Saved data entries

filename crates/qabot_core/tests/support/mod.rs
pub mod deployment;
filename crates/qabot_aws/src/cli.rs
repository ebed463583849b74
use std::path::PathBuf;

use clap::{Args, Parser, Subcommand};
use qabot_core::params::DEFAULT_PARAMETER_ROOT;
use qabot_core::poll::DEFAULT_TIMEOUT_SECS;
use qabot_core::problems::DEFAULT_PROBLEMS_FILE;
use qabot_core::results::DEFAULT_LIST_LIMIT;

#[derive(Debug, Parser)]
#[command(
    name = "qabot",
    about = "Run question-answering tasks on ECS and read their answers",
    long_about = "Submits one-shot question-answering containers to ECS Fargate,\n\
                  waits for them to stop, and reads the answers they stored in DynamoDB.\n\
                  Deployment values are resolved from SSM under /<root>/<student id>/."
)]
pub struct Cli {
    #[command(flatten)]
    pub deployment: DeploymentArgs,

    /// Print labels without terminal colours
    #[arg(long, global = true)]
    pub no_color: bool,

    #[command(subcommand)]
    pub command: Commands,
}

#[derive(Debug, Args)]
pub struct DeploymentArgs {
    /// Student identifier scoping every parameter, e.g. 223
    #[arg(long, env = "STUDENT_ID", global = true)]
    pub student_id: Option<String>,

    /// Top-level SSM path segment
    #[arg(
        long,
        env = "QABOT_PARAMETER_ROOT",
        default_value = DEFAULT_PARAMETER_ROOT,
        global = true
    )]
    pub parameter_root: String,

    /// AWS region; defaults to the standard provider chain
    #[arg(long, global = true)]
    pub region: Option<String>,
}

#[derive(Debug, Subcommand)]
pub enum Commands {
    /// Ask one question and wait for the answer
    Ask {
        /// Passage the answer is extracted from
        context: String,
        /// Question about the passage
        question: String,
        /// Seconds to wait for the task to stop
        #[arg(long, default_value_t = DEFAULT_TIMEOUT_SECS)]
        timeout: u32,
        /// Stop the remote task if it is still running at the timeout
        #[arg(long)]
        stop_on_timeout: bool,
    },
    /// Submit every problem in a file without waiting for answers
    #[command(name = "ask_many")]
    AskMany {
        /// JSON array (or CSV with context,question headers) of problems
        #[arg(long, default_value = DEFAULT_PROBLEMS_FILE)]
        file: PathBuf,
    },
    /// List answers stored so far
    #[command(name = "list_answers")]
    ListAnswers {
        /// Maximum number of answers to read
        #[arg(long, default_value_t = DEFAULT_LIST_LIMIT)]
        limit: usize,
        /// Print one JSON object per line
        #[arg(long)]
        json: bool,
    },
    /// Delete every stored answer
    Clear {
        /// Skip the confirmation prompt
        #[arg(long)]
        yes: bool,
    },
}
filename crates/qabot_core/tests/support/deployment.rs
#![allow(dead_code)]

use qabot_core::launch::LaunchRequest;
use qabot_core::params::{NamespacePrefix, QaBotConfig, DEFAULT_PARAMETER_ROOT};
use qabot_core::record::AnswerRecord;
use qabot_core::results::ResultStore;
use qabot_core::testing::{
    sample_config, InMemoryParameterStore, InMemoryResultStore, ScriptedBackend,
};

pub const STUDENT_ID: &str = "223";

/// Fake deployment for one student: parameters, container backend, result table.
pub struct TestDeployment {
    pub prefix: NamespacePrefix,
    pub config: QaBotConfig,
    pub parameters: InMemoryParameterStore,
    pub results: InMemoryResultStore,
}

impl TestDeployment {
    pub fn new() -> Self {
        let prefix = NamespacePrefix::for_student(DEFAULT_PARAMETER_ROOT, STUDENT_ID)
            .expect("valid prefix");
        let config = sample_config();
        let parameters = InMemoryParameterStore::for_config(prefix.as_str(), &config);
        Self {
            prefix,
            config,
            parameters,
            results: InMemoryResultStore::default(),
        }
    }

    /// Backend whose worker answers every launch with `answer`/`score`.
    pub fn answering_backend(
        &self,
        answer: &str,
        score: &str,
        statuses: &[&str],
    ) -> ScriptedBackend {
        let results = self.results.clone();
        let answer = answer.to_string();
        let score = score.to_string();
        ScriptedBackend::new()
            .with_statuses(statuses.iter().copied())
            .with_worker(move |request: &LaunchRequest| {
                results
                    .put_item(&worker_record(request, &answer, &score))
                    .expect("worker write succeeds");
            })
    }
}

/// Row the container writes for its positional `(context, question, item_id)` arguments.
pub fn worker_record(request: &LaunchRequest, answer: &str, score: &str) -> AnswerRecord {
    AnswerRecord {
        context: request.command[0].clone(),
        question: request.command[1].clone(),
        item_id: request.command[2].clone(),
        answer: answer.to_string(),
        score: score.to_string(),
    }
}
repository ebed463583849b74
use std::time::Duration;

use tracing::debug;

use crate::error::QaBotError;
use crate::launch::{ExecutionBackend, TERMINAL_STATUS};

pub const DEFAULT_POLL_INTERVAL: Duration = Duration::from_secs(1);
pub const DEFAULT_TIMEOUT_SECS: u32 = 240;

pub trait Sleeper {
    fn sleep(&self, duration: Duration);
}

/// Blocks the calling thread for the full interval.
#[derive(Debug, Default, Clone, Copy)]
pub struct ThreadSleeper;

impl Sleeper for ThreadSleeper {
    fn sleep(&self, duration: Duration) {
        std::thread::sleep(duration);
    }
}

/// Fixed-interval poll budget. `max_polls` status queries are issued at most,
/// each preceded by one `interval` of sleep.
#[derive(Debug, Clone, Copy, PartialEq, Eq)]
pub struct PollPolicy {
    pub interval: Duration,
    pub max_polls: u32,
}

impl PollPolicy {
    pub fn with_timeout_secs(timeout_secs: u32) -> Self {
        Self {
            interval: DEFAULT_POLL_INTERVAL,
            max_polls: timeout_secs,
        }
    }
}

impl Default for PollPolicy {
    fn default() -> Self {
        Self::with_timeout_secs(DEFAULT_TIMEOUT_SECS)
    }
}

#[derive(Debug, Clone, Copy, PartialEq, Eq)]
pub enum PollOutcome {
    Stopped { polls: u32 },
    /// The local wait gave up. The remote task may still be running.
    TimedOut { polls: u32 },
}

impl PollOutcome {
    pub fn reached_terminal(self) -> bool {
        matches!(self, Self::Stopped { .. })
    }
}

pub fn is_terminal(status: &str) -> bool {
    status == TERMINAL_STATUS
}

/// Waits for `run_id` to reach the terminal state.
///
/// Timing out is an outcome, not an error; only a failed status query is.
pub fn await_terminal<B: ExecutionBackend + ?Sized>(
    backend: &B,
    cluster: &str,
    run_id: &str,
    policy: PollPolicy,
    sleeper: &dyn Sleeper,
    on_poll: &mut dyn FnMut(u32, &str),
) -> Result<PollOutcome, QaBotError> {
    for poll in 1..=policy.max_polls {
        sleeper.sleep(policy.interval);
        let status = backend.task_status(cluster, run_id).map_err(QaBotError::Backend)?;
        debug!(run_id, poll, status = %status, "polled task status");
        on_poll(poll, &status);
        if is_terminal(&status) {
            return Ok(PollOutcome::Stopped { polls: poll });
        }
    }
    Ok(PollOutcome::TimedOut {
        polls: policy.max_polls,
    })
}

• How to complete this task
Each line of the data is to be transcribed exactly.

• Answer section
filename crates/qabot_core/tests/support/mod.rs
pub mod deployment;
filename crates/qabot_aws/src/cli.rs
repository ebed463583849b74
use std::path::PathBuf;

use clap::{Args, Parser, Subcommand};
use qabot_core::params::DEFAULT_PARAMETER_ROOT;
use qabot_core::poll::DEFAULT_TIMEOUT_SECS;
use qabot_core::problems::DEFAULT_PROBLEMS_FILE;
use qabot_core::results::DEFAULT_LIST_LIMIT;

#[derive(Debug, Parser)]
#[command(
    name = "qabot",
    about = "Run question-answering tasks on ECS and read their answers",
    long_about = "Submits one-shot question-answering containers to ECS Fargate,\n\
                  waits for them to stop, and reads the answers they stored in DynamoDB.\n\
                  Deployment values are resolved from SSM under /<root>/<student id>/."
)]
pub struct Cli {
    #[command(flatten)]
    pub deployment: DeploymentArgs,

    /// Print labels without terminal colours
    #[arg(long, global = true)]
    pub no_color: bool,

    #[command(subcommand)]
    pub command: Commands,
}

#[derive(Debug, Args)]
pub struct DeploymentArgs {
    /// Student identifier scoping every parameter, e.g. 223
    #[arg(long, env = "STUDENT_ID", global = true)]
    pub student_id: Option<String>,

    /// Top-level SSM path segment
    #[arg(
        long,
        env = "QABOT_PARAMETER_ROOT",
        default_value = DEFAULT_PARAMETER_ROOT,
        global = true
    )]
    pub parameter_root: String,

    /// AWS region; defaults to the standard provider chain
    #[arg(long, global = true)]
    pub region: Option<String>,
}

#[derive(Debug, Subcommand)]
pub enum Commands {
    /// Ask one question and wait for the answer
    Ask {
        /// Passage the answer is extracted from
        context: String,
        /// Question about the passage
        question: String,
        /// Seconds to wait for the task to stop
        #[arg(long, default_value_t = DEFAULT_TIMEOUT_SECS)]
        timeout: u32,
        /// Stop the remote task if it is still running at the timeout
        #[arg(long)]
        stop_on_timeout: bool,
    },
    /// Submit every problem in a file without waiting for answers
    #[command(name = "ask_many")]
    AskMany {
        /// JSON array (or CSV with context,question headers) of problems
        #[arg(long, default_value = DEFAULT_PROBLEMS_FILE)]
        file: PathBuf,
    },
    /// List answers stored so far
    #[command(name = "list_answers")]
    ListAnswers {
        /// Maximum number of answers to read
        #[arg(long, default_value_t = DEFAULT_LIST_LIMIT)]
        limit: usize,
        /// Print one JSON object per line
        #[arg(long)]
        json: bool,
    },
    /// Delete every stored answer
    Clear {
        /// Skip the confirmation prompt
        #[arg(long)]
        yes: bool,
    },
}
filename crates/qabot_core/tests/support/deployment.rs
#![allow(dead_code)]

use qabot_core::launch::LaunchRequest;
use qabot_core::params::{NamespacePrefix, QaBotConfig, DEFAULT_PARAMETER_ROOT};
use qabot_core::record::AnswerRecord;
use qabot_core::results::ResultStore;
use qabot_core::testing::{
    sample_config, InMemoryParameterStore, InMemoryResultStore, ScriptedBackend,
};

pub const STUDENT_ID: &str = "223";

/// Fake deployment for one student: parameters, container backend, result table.
pub struct TestDeployment {
    pub prefix: NamespacePrefix,
    pub config: QaBotConfig,
    pub parameters: InMemoryParameterStore,
    pub results: InMemoryResultStore,
}

impl TestDeployment {
    pub fn new() -> Self {
        let prefix = NamespacePrefix::for_student(DEFAULT_PARAMETER_ROOT, STUDENT_ID)
            .expect("valid prefix");
        let config = sample_config();
        let parameters = InMemoryParameterStore::for_config(prefix.as_str(), &config);
        Self {
            prefix,
            config,
            parameters,
            results: InMemoryResultStore::default(),
        }
    }

    /// Backend whose worker answers every launch with `answer`/`score`.
    pub fn answering_backend(
        &self,
        answer: &str,
        score: &str,
        statuses: &[&str],
    ) -> ScriptedBackend {
        let results = self.results.clone();
        let answer = answer.to_string();
        let score = score.to_string();
        ScriptedBackend::new()
            .with_statuses(statuses.iter().copied())
            .with_worker(move |request: &LaunchRequest| {
                results
                    .put_item(&worker_record(request, &answer, &score))
                    .expect("worker write succeeds");
            })
    }
}

/// Row the container writes for its positional `(context, question, item_id)` arguments.
pub fn worker_record(request: &LaunchRequest, answer: &str, score: &str) -> AnswerRecord {
    AnswerRecord {
        context: request.command[0].clone(),
        question: request.command[1].clone(),
        item_id: request.command[2].clone(),
        answer: answer.to_string(),
        score: score.to_string(),
    }
}
repository ebed463583849b74
use std::time::Duration;

use tracing::debug;

use crate::error::QaBotError;
use crate::launch::{ExecutionBackend, TERMINAL_STATUS};

pub const DEFAULT_POLL_INTERVAL: Duration = Duration::from_secs(1);
pub const DEFAULT_TIMEOUT_SECS: u32 = 240;

pub trait Sleeper {
    fn sleep(&self, duration: Duration);
}

/// Blocks the calling thread for the full interval.
#[derive(Debug, Default, Clone, Copy)]
pub struct ThreadSleeper;

impl Sleeper for ThreadSleeper {
    fn sleep(&self, duration: Duration) {
        std::thread::sleep(duration);
    }
}

/// Fixed-interval poll budget. `max_polls` status queries are issued at most,
/// each preceded by one `interval` of sleep.
#[derive(Debug, Clone, Copy, PartialEq, Eq)]
pub struct PollPolicy {
    pub interval: Duration,
    pub max_polls: u32,
}

impl PollPolicy {
    pub fn with_timeout_secs(timeout_secs: u32) -> Self {
        Self {
            interval: DEFAULT_POLL_INTERVAL,
            max_polls: timeout_secs,
        }
    }
}

impl Default for PollPolicy {
    fn default() -> Self {
        Self::with_timeout_secs(DEFAULT_TIMEOUT_SECS)
    }
}

#[derive(Debug, Clone, Copy, PartialEq, Eq)]
pub enum PollOutcome {
    Stopped { polls: u32 },
    /// The local wait gave up. The remote task may still be running.
    TimedOut { polls: u32 },
}

impl PollOutcome {
    pub fn reached_terminal(self) -> bool {
        matches!(self, Self::Stopped { .. })
    }
}

pub fn is_terminal(status: &str) -> bool {
    status == TERMINAL_STATUS
}

/// Waits for `run_id` to reach the terminal state.
///
/// Timing out is an outcome, not an error; only a failed status query is.
pub fn await_terminal<B: ExecutionBackend + ?Sized>(
    backend: &B,
    cluster: &str,
    run_id: &str,
    policy: PollPolicy,
    sleeper: &dyn Sleeper,
    on_poll: &mut dyn FnMut(u32, &str),
) -> Result<PollOutcome, QaBotError> {
    for poll in 1..=policy.max_polls {
        sleeper.sleep(policy.interval);
        let status = backend.task_status(cluster, run_id).map_err(QaBotError::Backend)?;
        debug!(run_id, poll, status = %status, "polled task status");
        on_poll(poll, &status);
        if is_terminal(&status) {
            return Ok(PollOutcome::Stopped { polls: poll });
        }
    }
    Ok(PollOutcome::TimedOut {
        polls: policy.max_polls,
    })
}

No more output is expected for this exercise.